RFC: preauth benchmarking methodology

Fri Jun 3 16:54:44 EDT 2011

On Fri, 2011-06-03 at 16:17 -0400, Marcus Watts wrote:
> Sounds to me that initially you should expect the number of
> worker processes to be = to the number of kdc machines.  So,
> w/ 1 machine, any degree of parallelism will give what
> you define as "non-useless" numbers.
> 
> The deviation of the # of successes -- interesting but is that the only
> deviation you want?  I suspect the distribution of times for successes
> will be interesting, not just the average or even the deviation.
> 
> Are you using a local db, or ldap?  If you have more than one
> kdc, are they serving requests randomly or is there a preferred
> order, and where is the master in that order?
> 
> Of course, in any "real" environment, kinit's aren't sequentially
> issued; they're issued "at will" independently by a large number
> of independent machines.  So in terms of your test, that means
> "parallelism" is not an integer and actually a function of demand,
> execution time, % of success, and perhaps some measure of
> resource contention.  In a larger environment, or even more an
> environment that updates success / failure, update contention
> will also be important.  Incremental replication may further
> complicate matters.
> 
> When designing your parallel architecture, you should probably
> also consider the possibility of an intentional DOS attack.
> 
> Mostly out of curiosity; are you using vm's for this, or real machines?

1. We don't care about the ability to scale up with multiple kdc's.  The
goal is to measure the impact of allowing a single kdc process to handle
multiple requests at one time.  I will probably run only a single kdc
process due to this fact.

2. We don't (at least right now) care about ldap.  The concern is the
preauth plugins.  For this reason, I am using local db.  I do however
assume that at some point in the future we will want to make ldap
connectivity async as well.

3. We don't care about simulating a real environment, but to test the
maximum request through put for a single process.  As such, parallelism
is a good measure of stress.

4. We don't care (at least right now) about DOS attacks.  This is
something that should be addressed in the future.  However, our work
(moving to an async core) should make the kdc more resistant to DOS.
That being said, I'm of the opinion that the best way to prevent against
DOS is a well placed firewall rule.  Trying to prevent this at the
protocol level requires much more processing and thus is more
susceptible to failure even with countermeasures in place.

In my mind the key to successful benchmarking is to identify what you
want to measure and measure only that thing.
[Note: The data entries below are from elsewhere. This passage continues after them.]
fn apply_component_location(elements: Vec<AnyCircuitElement>, event: &ComponentLocationEdit) -> Vec<AnyCircuitElement> {
    let Some(component) = find_component(&elements, &event.pcb_component_id) else {
        warn!(
            "edit {}: component {} not found",
            event.edit_event_id, event.pcb_component_id
        );
        return elements;
    };
    if same_position(component.center, event.new_center) {
        return elements;
    }
    // measured from the event's own origin, not the current centre
    let delta = event.new_center - event.original_center;
    let m = Matrix::translate(delta.x, delta.y);
    transform_owned(elements, &event.pcb_component_id, &m, 0.0)
}

fn apply_component_rotation(elements: Vec<AnyCircuitElement>, event: &ComponentRotationEdit) -> Vec<AnyCircuitElement> {
    let Some(component) = find_component(&elements, &event.pcb_component_id) else {
        warn!(
            "edit {}: component {} not found",
            event.edit_event_id, event.pcb_component_id
        );
        return elements;
    };
    if normalize_angle_delta(component.rotation - event.new_rotation).abs() < SAME_POSITION_EPSILON {
        return elements;
    }
    let delta = event.new_rotation - event.original_rotation;
    let c = component.center;
    let m = Matrix::translate(c.x, c.y)
        .compose(&Matrix::rotate_degrees(delta))
        .compose(&Matrix::translate(-c.x, -c.y));
    transform_owned(elements, &event.pcb_component_id, &m, delta)
}

fn resized_board(board: &PcbBoard, event: &BoardSizeEdit) -> PcbBoard {
    let mut next = board.clone();
    next.width = event.new_width;
    next.height = event.new_height;
    next.center = event.new_center;
    if let Some(outline) = next.outline.as_mut() {
        let sx = if board.width != 0.0 { event.new_width / board.width } else { 1.0 };
        let sy = if board.height != 0.0 { event.new_height / board.height } else { 1.0 };
        for p in outline {
            *p = Point::new(
                event.new_center.x + (p.x - board.center.x) * sx,
                event.new_center.y + (p.y - board.center.y) * sy,
            );
        }
    }
    next
}

fn apply_board_size(elements: Vec<AnyCircuitElement>, event: &BoardSizeEdit) -> Vec<AnyCircuitElement> {
    let Some(board) = find_board(&elements, &event.pcb_board_id) else {
        warn!("edit {}: board {} not found", event.edit_event_id, event.pcb_board_id);
        return elements;
    };
    if same_position(board.center, event.new_center)
        && (board.width - event.new_width).abs() < SAME_POSITION_EPSILON
        && (board.height - event.new_height).abs() < SAME_POSITION_EPSILON
    {
        return elements;
    }
    elements
        .into_iter()
        .map(|e| match e {
            AnyCircuitElement::Known(CircuitElement::PcbBoard(b)) if b.pcb_board_id == event.pcb_board_id => {
                CircuitElement::PcbBoard(resized_board(&b, event)).into()
            }
            other => other,
        })
        .collect()
}

/// Component owning `pcb_port_id`, from the port record or failing that a
/// pad on the port.
fn port_owner(elements: &[AnyCircuitElement], pcb_port_id: &str) -> Option<String> {
    let from_port = elements
        .iter()
        .filter_map(AnyCircuitElement::as_port)
        .find(|p| p.pcb_port_id == pcb_port_id)
        .and_then(|p| p.pcb_component_id.clone());
    from_port.or_else(|| {
        elements
            .iter()
            .filter_map(AnyCircuitElement::as_smtpad)
            .find(|pad| pad.pcb_port_id.as_deref() == Some(pcb_port_id))
            .and_then(|pad| pad.pcb_component_id.clone())
    })
}

fn apply_trace_hint(elements: Vec<AnyCircuitElement>, event: &TraceHintEdit) -> Vec<AnyCircuitElement> {
    let exists = elements
        .iter()
        .filter_map(AnyCircuitElement::as_trace_hint)
        .any(|h| h.pcb_trace_hint_id == event.pcb_trace_hint_id);
    if exists {
        return elements
            .into_iter()
            .map(|e| match e {
                AnyCircuitElement::Known(CircuitElement::PcbTraceHint(mut h))
                    if h.pcb_trace_hint_id == event.pcb_trace_hint_id =>
                {
                    h.route = event.route.clone();
                    CircuitElement::PcbTraceHint(h).into()
                }
                other => other,
            })
            .collect();
    }

    let Some(pcb_component_id) = port_owner(&elements, &event.pcb_port_id) else {
        warn!(
            "edit {}: no component owns port {}",
            event.edit_event_id, event.pcb_port_id
        );
        return elements;
    };
    // one hint per port
    let mut next: Vec<AnyCircuitElement> = elements
        .into_iter()
        .filter(|e| {
            e.as_trace_hint()
                .map_or(true, |h| h.pcb_port_id != event.pcb_port_id)
        })
        .collect();
    next.push(
        CircuitElement::PcbTraceHint(PcbTraceHint {
            pcb_trace_hint_id: event.pcb_trace_hint_id.clone(),
            pcb_port_id: event.pcb_port_id.clone(),
            pcb_component_id,
            route: event.route.clone(),
            extra: Extra::new(),
        })
        .into(),
    );
    next
}
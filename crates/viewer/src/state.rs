use pcb_interact::edit::{EditEvent, EditEventLog, EditHost, EventStamp};
use pcb_interact::error::StorageError;
use pcb_interact::settings::KeyValueStorage;
use pcb_interact::types::Point;
use wasm_bindgen::JsValue;

/// `window.localStorage`, resolved on every call so a storage that becomes
/// unavailable mid-session reports an error instead of panicking.
#[derive(Debug, Clone, Copy, Default)]
pub struct LocalStorage;

impl LocalStorage {
    fn storage() -> Result<web_sys::Storage, StorageError> {
        let window = web_sys::window().ok_or_else(|| StorageError::Unavailable("no window".into()))?;
        match window.local_storage() {
            Ok(Some(storage)) => Ok(storage),
            Ok(None) => Err(StorageError::Unavailable("localStorage disabled".into())),
            Err(e) => Err(StorageError::Unavailable(js_error_name(&e))),
        }
    }
}

fn js_error_name(value: &JsValue) -> String {
    js_sys::Reflect::get(value, &JsValue::from_str("name"))
        .ok()
        .and_then(|n| n.as_string())
        .unwrap_or_else(|| format!("{value:?}"))
}

impl KeyValueStorage for LocalStorage {
    fn get_item(&self, key: &str) -> Result<Option<String>, StorageError> {
        Self::storage()?
            .get_item(key)
            .map_err(|e| StorageError::Unavailable(js_error_name(&e)))
    }

    fn set_item(&mut self, key: &str, value: &str) -> Result<(), StorageError> {
        Self::storage()?.set_item(key, value).map_err(|e| {
            let name = js_error_name(&e);
            if name == "QuotaExceededError" {
                StorageError::QuotaExceeded
            } else {
                StorageError::Unavailable(name)
            }
        })
    }
}

/// Event ids and timestamps from the browser. `SystemTime` is not available
/// on wasm32, so the clock comes from `Date.now()`.
#[derive(Debug, Clone, Copy, Default)]
pub struct BrowserStamp;

impl EventStamp for BrowserStamp {
    fn new_id(&mut self, prefix: &str) -> String {
        format!("{prefix}_{}", uuid::Uuid::new_v4())
    }

    fn now_ms(&mut self) -> f64 {
        js_sys::Date::now()
    }
}

/// The edit event log as seen by the edit tools. Any tool that takes over a
/// pointer-down cancels the pan gesture the canvas started for it.
#[derive(Debug, Default)]
pub struct EditSession {
    pub log: EditEventLog,
    pan_cancelled: bool,
}

impl EditSession {
    /// True once since the last call if a tool claimed the current gesture.
    pub fn take_pan_cancelled(&mut self) -> bool {
        std::mem::take(&mut self.pan_cancelled)
    }

    pub fn events(&self) -> &[EditEvent] {
        self.log.events()
    }
}

impl EditHost for EditSession {
    fn cancel_pan_drag(&mut self) {
        self.pan_cancelled = true;
    }

    fn create_edit_event(&mut self, event: EditEvent) {
        self.log.create_edit_event(event);
    }

    fn modify_edit_event(&mut self, event: EditEvent) {
        self.log.modify_edit_event(event);
    }

    fn discard_edit_event(&mut self, edit_event_id: &str) {
        self.log.discard_edit_event(edit_event_id);
    }
}

/// A canvas pan that only starts moving once the pointer has travelled more
/// than `slop` pixels from the press.
#[derive(Debug, Clone, Copy, PartialEq)]
pub struct PanDrag {
    press: Point,
    last: Option<Point>,
    slop: f64,
}

impl PanDrag {
    pub fn new(press: Point) -> Self {
        Self::with_slop(press, 0.0)
    }

    pub fn with_slop(press: Point, slop: f64) -> Self {
        Self {
            press,
            last: None,
            slop,
        }
    }

    /// Screen delta to pan by for a pointer at `screen`, or `None` while the
    /// pointer is still inside the slop radius.
    pub fn drag_to(&mut self, screen: Point) -> Option<Point> {
        let last = match self.last {
            Some(last) => last,
            None if screen.distance(self.press) > self.slop => self.press,
            None => return None,
        };
        self.last = Some(screen);
        Some(screen - last)
    }
}

/// Pan/zoom state for the canvas. Board y grows upwards, screen y downwards.
#[derive(Debug, Clone, Copy, PartialEq)]
pub struct Camera {
    pub zoom: f64,
    pub pan_x: f64,
    pub pan_y: f64,
}

impl Default for Camera {
    fn default() -> Self {
        Self {
            zoom: 10.0,
            pan_x: 0.0,
            pan_y: 0.0,
        }
    }
}

impl Camera {
    pub fn matrix(&self) -> pcb_interact::Matrix {
        use pcb_interact::Matrix;
        Matrix::translate(self.pan_x, self.pan_y).compose(&Matrix::scale(self.zoom, -self.zoom))
    }

    /// Zoom by `factor` keeping the screen point (`x`, `y`) fixed.
    pub fn zoom_at(&mut self, factor: f64, x: f64, y: f64) {
        let factor = factor.clamp(0.5, 2.0);
        self.pan_x = x - (x - self.pan_x) * factor;
        self.pan_y = y - (y - self.pan_y) * factor;
        self.zoom *= factor;
    }

    /// Center `width` x `height` canvas pixels on a board bounding box.
    pub fn fit(&mut self, bbox: &pcb_interact::geometry::BBox, width: f64, height: f64) {
        if bbox.is_empty() || width <= 0.0 || height <= 0.0 {
            return;
        }
        let w = bbox.width().max(1.0);
        let h = bbox.height().max(1.0);
        self.zoom = 0.9 * (width / w).min(height / h);
        let c = bbox.center();
        self.pan_x = width / 2.0 - c.x * self.zoom;
        self.pan_y = height / 2.0 + c.y * self.zoom;
    }
}
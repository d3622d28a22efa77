use crate::types::{EntityId, Reading};
use async_trait::async_trait;
use serde::{Deserialize, Serialize};
use thiserror::Error;
use tracing::warn;

/// Breach prediction for the next reading of an entity.
#[derive(Debug, Clone, Copy, PartialEq, Serialize, Deserialize)]
pub struct Forecast {
    pub breach_predicted: bool,
    pub predicted_value: f64,
}

impl Forecast {
    /// The non-alerting outcome used whenever the oracle cannot answer.
    pub const FAIL_OPEN: Forecast = Forecast {
        breach_predicted: false,
        predicted_value: 0.0,
    };
}

#[derive(Debug, Error)]
pub enum OracleError {
    #[error("forecast model unavailable: {0}")]
    Unavailable(String),

    #[error("history window has {actual} readings, oracle expects {expected}")]
    WindowMismatch { expected: usize, actual: usize },

    #[error("prediction failed: {0}")]
    Prediction(String),
}

/// Opaque forecasting model consumed by the monitor.
///
/// Implementations must be deterministic for a fixed model version and identical input.
#[async_trait]
pub trait ForecastOracle: Send + Sync {
    /// Number of readings required by `predict_breach`. Queried once at monitor construction.
    fn lookback(&self) -> usize;

    /// `history` is chronological (oldest first) and exactly `lookback()` long.
    async fn predict_breach(&self, history: &[Reading]) -> Result<Forecast, OracleError>;
}

/// Consult the oracle, converting any failure into [`Forecast::FAIL_OPEN`].
pub async fn predict_fail_open(
    oracle: &dyn ForecastOracle,
    entity_id: &EntityId,
    history: &[Reading],
) -> Forecast {
    match oracle.predict_breach(history).await {
        Ok(forecast) => forecast,
        Err(e) => {
            warn!(entity_id = %entity_id, error = %e, "Forecast oracle failed, assuming no breach");
            Forecast::FAIL_OPEN
        }
    }
}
Otherwise you end up in
data overload land and your metrics are useless.  The metrics I retrieve
should demonstrate that there is a nearly 1:1 ratio of request time to
simulated delay.  It will also further demonstrate at what level of load
we begin to get high failure rates.  Lastly, we should be able to see
(via the standard deviation of successes) the impact of request load on
preauth verification performance.

Nathaniel